I cannot stress too much how important is RF isolation - some DACs reject better than others, and my current DAC (Dave) is better than most - but even with that, its designer is finding additional ways to improve, e.g. with ferrites on cables. Dedicated streamers aren’t immune - they are still computers inside, and by their very nature generate RF, however they are designed to minimise, and remove/spisolate before their DAC stages: and that is very possibly where some better streamers score over lesser ones. I think that where different people have reported different experiences with Mac Mini it is very likely due to differences in effectiveness of different approaches to stopping RF, and on teh susceptibility of whatever DAC is used.

At the end of my initially auditioning Dave DAC, which was done with my MM/Audirvana (excluding Gustard on the Dave), I had a comparative listen to the Melco N1A (an audiophile design essentially equivalent, but optimised internally for music including attention to RF minimisation) against my MM - and there was no immediately apparent difference in sound. (System was Dave DAC, Bryston 4Bsst2 power amp, PMC Fact 12 speakers, in dealer’s listening room.)

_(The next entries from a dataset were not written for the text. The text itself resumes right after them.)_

//! Rendering surface contract and an in-memory implementation.
//!
//! The game draws onto two layers: [`Layer::Grid`] holds the board (grid
//! lines, captured and crashed cells) and [`Layer::Cuts`] holds player trails
//! and loop markers. Drawing is fire-and-forget; nothing in a step waits on a
//! surface.
//!
//! [`Canvas`] keeps one RGBA pixel buffer per layer so drawing is observable
//! without a graphics API. [`NullSurface`] discards everything.

use glam::UVec2;
use lattice::{Grid, Rect};
use serde::{Deserialize, Serialize};

/// Visual layer.
#[derive(Debug, Copy, Clone, PartialEq, Eq, Hash, Serialize, Deserialize)]
pub enum Layer {
    /// Board background, grid lines and cell fills
    Grid,
    /// Player trails and markers
    Cuts,
}

impl Layer {
    /// Every layer, bottom first.
    pub const ALL: [Layer; 2] = [Layer::Grid, Layer::Cuts];

    const fn index(self) -> usize {
        match self {
            Self::Grid => 0,
            Self::Cuts => 1,
        }
    }
}

/// An RGBA color.
#[derive(Debug, Copy, Clone, PartialEq, Eq, Hash, Serialize, Deserialize)]
pub struct Color {
    /// Red
    pub r: u8,
    /// Green
    pub g: u8,
    /// Blue
    pub b: u8,
    /// Alpha
    pub a: u8,
}

impl Color {
    /// Fully transparent.
    pub const TRANSPARENT: Self = Self::rgba(0, 0, 0, 0);
    /// Board background.
    pub const GREEN: Self = Self::rgb(0, 128, 0);
    /// Grid lines.
    pub const GREY: Self = Self::rgb(100, 100, 100);
    /// Captured cells.
    pub const BLACK: Self = Self::rgb(0, 0, 0);
    /// Crashed cells.
    pub const RED: Self = Self::rgb(255, 0, 0);
    /// Player trails.
    pub const WHITE: Self = Self::rgb(255, 255, 255);
    /// Loop junction markers.
    pub const YELLOW: Self = Self::rgb(255, 255, 0);

    /// Opaque color.
    #[must_use]
    pub const fn rgb(r: u8, g: u8, b: u8) -> Self {
        Self::rgba(r, g, b, 255)
    }

    /// Color with alpha.
    #[must_use]
    pub const fn rgba(r: u8, g: u8, b: u8, a: u8) -> Self {
        Self { r, g, b, a }
    }
}

/// Drawing operations the game issues.
///
/// Batches bracket a group of operations on one layer so implementations
/// backed by a real framebuffer can upload once per batch.
pub trait RenderSurface {
    /// Opens a batch on `layer`.
    fn begin_batch(&mut self, _layer: Layer) {}

    /// Closes a batch on `layer`.
    fn end_batch(&mut self, _layer: Layer) {}

    /// Draws an axis-aligned line, endpoints inclusive.
    fn draw_line(&mut self, layer: Layer, from: UVec2, to: UVec2, color: Color);

    /// Fills a rectangle.
    fn fill_rect(&mut self, layer: Layer, rect: Rect, color: Color);

    /// Marks a point.
    fn draw_point(&mut self, layer: Layer, at: UVec2, color: Color);

    /// Resets a layer to transparent.
    fn clear(&mut self, layer: Layer);
}

/// A surface that draws nothing.
#[derive(Debug, Clone, Copy, Default)]
pub struct NullSurface;

impl RenderSurface for NullSurface {
    fn draw_line(&mut self, _layer: Layer, _from: UVec2, _to: UVec2, _color: Color) {}

    fn fill_rect(&mut self, _layer: Layer, _rect: Rect, _color: Color) {}

    fn draw_point(&mut self, _layer: Layer, _at: UVec2, _color: Color) {}

    fn clear(&mut self, _layer: Layer) {}
}

/// In-memory RGBA buffers, one per layer.
#[derive(Debug, Clone)]
pub struct Canvas {
    width: u32,
    height: u32,
    layers: [Vec<Color>; 2],
    batches: [usize; 2],
}

impl Canvas {
    /// Creates a transparent canvas.
    #[must_use]
    pub fn new(width: u32, height: u32) -> Self {
        let len = width as usize * height as usize;
        Self {
            width,
            height,
            layers: [
                vec![Color::TRANSPARENT; len],
                vec![Color::TRANSPARENT; len],
            ],
            batches: [0; 2],
        }
    }

    /// Canvas sized to cover every vertex of `grid`, boundary included.
    #[must_use]
    pub fn for_grid(grid: &Grid) -> Self {
        let size = grid.pixel_size() + UVec2::ONE;
        Self::new(size.x, size.y)
    }

    /// Width in pixels.
    #[must_use]
    pub fn width(&self) -> u32 {
        self.width
    }

    /// Height in pixels.
    #[must_use]
    pub fn height(&self) -> u32 {
        self.height
    }

    /// Color at a pixel, or `None` outside the canvas.
    #[must_use]
    pub fn pixel_at(&self, layer: Layer, x: u32, y: u32) -> Option<Color> {
        self.offset(x, y).map(|i| self.layers[layer.index()][i])
    }

    /// Number of pixels on `layer` painted exactly `color`.
    #[must_use]
    pub fn count(&self, layer: Layer, color: Color) -> usize {
        self.layers[layer.index()]
            .iter()
            .filter(|pixel| **pixel == color)
            .count()
    }

    /// Batches completed on `layer`.
    #[must_use]
    pub fn batches(&self, layer: Layer) -> usize {
        self.batches[layer.index()]
    }

    fn offset(&self, x: u32, y: u32) -> Option<usize> {
        (x < self.width && y < self.height).then(|| y as usize * self.width as usize + x as usize)
    }

    fn set(&mut self, layer: Layer, x: u32, y: u32, color: Color) {
        if let Some(i) = self.offset(x, y) {
            self.layers[layer.index()][i] = color;
        }
    }
}

impl RenderSurface for Canvas {
    fn end_batch(&mut self, layer: Layer) {
        self.batches[layer.index()] += 1;
    }

    fn draw_line(&mut self, layer: Layer, from: UVec2, to: UVec2, color: Color) {
        let min = from.min(to);
        let max = from.max(to);
        if from.y == to.y {
            for x in min.x..=max.x {
                self.set(layer, x, from.y, color);
            }
        } else {
            for y in min.y..=max.y {
                self.set(layer, from.x, y, color);
            }
        }
    }

    fn fill_rect(&mut self, layer: Layer, rect: Rect, color: Color) {
        let end_x = (rect.x + rect.width).min(self.width);
        let end_y = (rect.y + rect.height).min(self.height);
        for y in rect.y..end_y {
            for x in rect.x..end_x {
                self.set(layer, x, y, color);
            }
        }
    }

    fn draw_point(&mut self, layer: Layer, at: UVec2, color: Color) {
        self.set(layer, at.x, at.y, color);
        self.set(layer, at.x + 1, at.y, color);
        self.set(layer, at.x, at.y + 1, color);
        if let Some(x) = at.x.checked_sub(1) {
            self.set(layer, x, at.y, color);
        }
        if let Some(y) = at.y.checked_sub(1) {
            self.set(layer, at.x, y, color);
        }
    }

    fn clear(&mut self, layer: Layer) {
        self.layers[layer.index()].fill(Color::TRANSPARENT);
    }
}

// =============================================================================
// Board painting
// =============================================================================

/// Paints the board: green background, grey lines, captured cells black.
/// Clears the trail layer.
pub fn paint_board(grid: &Grid, surface: &mut dyn RenderSurface) {
    surface.clear(Layer::Cuts);
    surface.begin_batch(Layer::Grid);
    let size = grid.pixel_size();
    surface.fill_rect(Layer::Grid, Rect::new(0, 0, size.x + 1, size.y + 1), Color::GREEN);
    for edge in grid.edge_ids() {
        let e = grid.edge(edge);
        let from = grid.vertex(e.from()).position();
        let to = grid.vertex(e.to()).position();
        surface.draw_line(Layer::Grid, from, to, Color::GREY);
    }
    for cell in grid.cell_ids().filter(|cell| grid.cell(*cell).is_empty()) {
        surface.fill_rect(Layer::Grid, grid.cell_bounds(cell), Color::BLACK);
    }
    surface.end_batch(Layer::Grid);
}

/// Fills cells on the board layer.
pub fn paint_cells(
    grid: &Grid,
    cells: &[lattice::CellId],
    color: Color,
    surface: &mut dyn RenderSurface,
) {
    if cells.is_empty() {
        return;
    }
    surface.begin_batch(Layer::Grid);
    for cell in cells {
        surface.fill_rect(Layer::Grid, grid.cell_bounds(*cell), color);
    }
    surface.end_batch(Layer::Grid);
}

For reference, my MM is optimised with a dedicated USB bus, no unnesessary functions or connections operating,  and Audirvana is similarly fully optimied, including direct mode. It runs headless - just a small box, without screen or keyboard), controlled by VPN remote control software from any other computer or tablet, both for setup and AUdirvana control, or Audirvana controlled by its own app on an iPad or iPhone. Also, I use SSDs not HDDs, though can’t say whether any difference as I haven’t compared.

I have been supremely happy with the sound of MM/Audirvana, both through Hugo (with Gustard isolator) and now through Dave - however I do find AUdirvana’s library software frustrating and irritating to use (probably mainly a function of  metadata my music and its associated metadata, as other people seem quite happy with it), and unless Audirvana improves that side of it I will readily ‘jump ship’ when I find a suitable alternative.

Frank Yang posted:

I use MM with Audirvana UPnP out, and I am happy with it. However, your V1 is not a streamer so you cannot use the Audirvana UPnP feature.

I don’t understand this optional function of Audirvana (unless you are using it purely as a means of Tidal MQA first stage unfold?) This software’s real strength is its rendering function, which you lose if you stream the music over your network by UPnP, so all you have is its library handling (which with some collections is abysmal).

I gather you are currently running MM/Audirvana into DAC V1, and also from other comments the V1 does have galvanic isoltion as well as being asynchronous. On that basis, and my own experience, and assuming you have your MM setup fully optimised, I would expect ND5XS to be slightly inferior in terms of sound quality - though that may depend on how your network is setup, and questions of network cabling may come into it.

Whether your MM-V1 experience can be improved I don’t know - it is conceivable that additional RF prevention could assist, whether adding (all at low cost) ferrites to the usb cable, or an Audioquest USB regen, but then thetpy might not give audible improvement.

Of course, another option for improving sound quality could be changing the DAC- quite a few people who have compared prefer Hugo’s sound to that of Naim’s DACs, typically describing as more natural or analog-like, but not everyone, and I’m not sure I’ve come across a direct comparison with V1. Hearing is obviously the thing to do - but if you do try, be sure to include an isolator otherwise the RF from MM wil have a negative effect on Hugo.

 

Innocent Bystander posted:
Frank Yang posted:

I use MM with Audirvana UPnP out, and I am happy with it. However, your V1 is not a streamer so you cannot use the Audirvana UPnP feature.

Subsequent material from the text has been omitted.